[DATA PROVIDED — start]
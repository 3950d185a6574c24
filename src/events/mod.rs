//! Status events reported by the agent
//!
//! The agent sends one line per event to the controlling service over the
//! control channel. Events are also serializable for structured consumers.

use serde::{Deserialize, Serialize};

/// Things the agent tells the service about
#[derive(Debug, Clone, PartialEq, Eq, Serialize, Deserialize)]
#[serde(tag = "type", rename_all = "snake_case")]
pub enum AgentEvent {
    /// Agent process is up and owns its message window
    Started {
        /// Process id of the agent
        pid: u32,
    },

    /// A configuration load finished and hotkeys were registered
    HotkeysLoaded {
        /// Number of active hotkeys
        count: usize,
    },

    /// A reload failed; no hotkeys are active until the next good load
    ReloadFailed { reason: String },

    /// A hotkey fired and its action was started
    ActionStarted { id: u32, pid: u32 },

    /// A hotkey fired but its action could not be started
    ActionFailed { id: u32, reason: String },

    /// Agent is leaving its dispatch loop
    Stopping,
}

impl std::fmt::Display for AgentEvent {
    fn fmt(&self, f: &mut std::fmt::Formatter<'_>) -> std::fmt::Result {
        match self {
            AgentEvent::Started { pid } => write!(f, "STARTED pid={}", pid),
            AgentEvent::HotkeysLoaded { count } => write!(f, "HOTKEYS_LOADED count={}", count),
            AgentEvent::ReloadFailed { reason } => write!(f, "RELOAD_FAILED {}", reason),
            AgentEvent::ActionStarted { id, pid } => {
                write!(f, "ACTION_STARTED id={} pid={}", id, pid)
            }
            AgentEvent::ActionFailed { id, reason } => {
                write!(f, "ACTION_FAILED id={} {}", id, reason)
            }
            AgentEvent::Stopping => write!(f, "STOPPING"),
        }
    }
}

#[cfg(test)]
mod tests {
    use super::*;

    #[test]
    fn test_event_serialization() {
        let event = AgentEvent::ActionStarted { id: 3, pid: 1500 };
        let json = serde_json::to_string(&event).unwrap();
        assert!(json.contains("action_started"));
        assert!(json.contains("1500"));
    }

    #[test]
    fn test_event_deserialization() {
        let json = r#"{"type":"stopping"}"#;
        let event: AgentEvent = serde_json::from_str(json).unwrap();
        assert_eq!(event, AgentEvent::Stopping);
    }

    #[test]
    fn test_display_is_single_line() {
        let event = AgentEvent::ReloadFailed {
            reason: "decode toml: bad".into(),
        };
        let line = event.to_string();
        assert_eq!(line, "RELOAD_FAILED decode toml: bad");
        assert!(!line.contains('\n'));
    }
}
[DATA PROVIDED — finish]
## [EXERCISE BRIEF]
Each line from the first line of the listing through the line with "u32, reason: String" must be output exactly, both ends included, and no other line may appear.

## [RESULT]
repository 3950d185a6574c24
filename src/events/mod.rs
//! Status events reported by the agent
//!
//! The agent sends one line per event to the controlling service over the
//! control channel. Events are also serializable for structured consumers.

use serde::{Deserialize, Serialize};

/// Things the agent tells the service about
#[derive(Debug, Clone, PartialEq, Eq, Serialize, Deserialize)]
#[serde(tag = "type", rename_all = "snake_case")]
pub enum AgentEvent {
    /// Agent process is up and owns its message window
    Started {
        /// Process id of the agent
        pid: u32,
    },

    /// A configuration load finished and hotkeys were registered
    HotkeysLoaded {
        /// Number of active hotkeys
        count: usize,
    },

    /// A reload failed; no hotkeys are active until the next good load
    ReloadFailed { reason: String },

    /// A hotkey fired and its action was started
    ActionStarted { id: u32, pid: u32 },

    /// A hotkey fired but its action could not be started
    ActionFailed { id: u32, reason: String },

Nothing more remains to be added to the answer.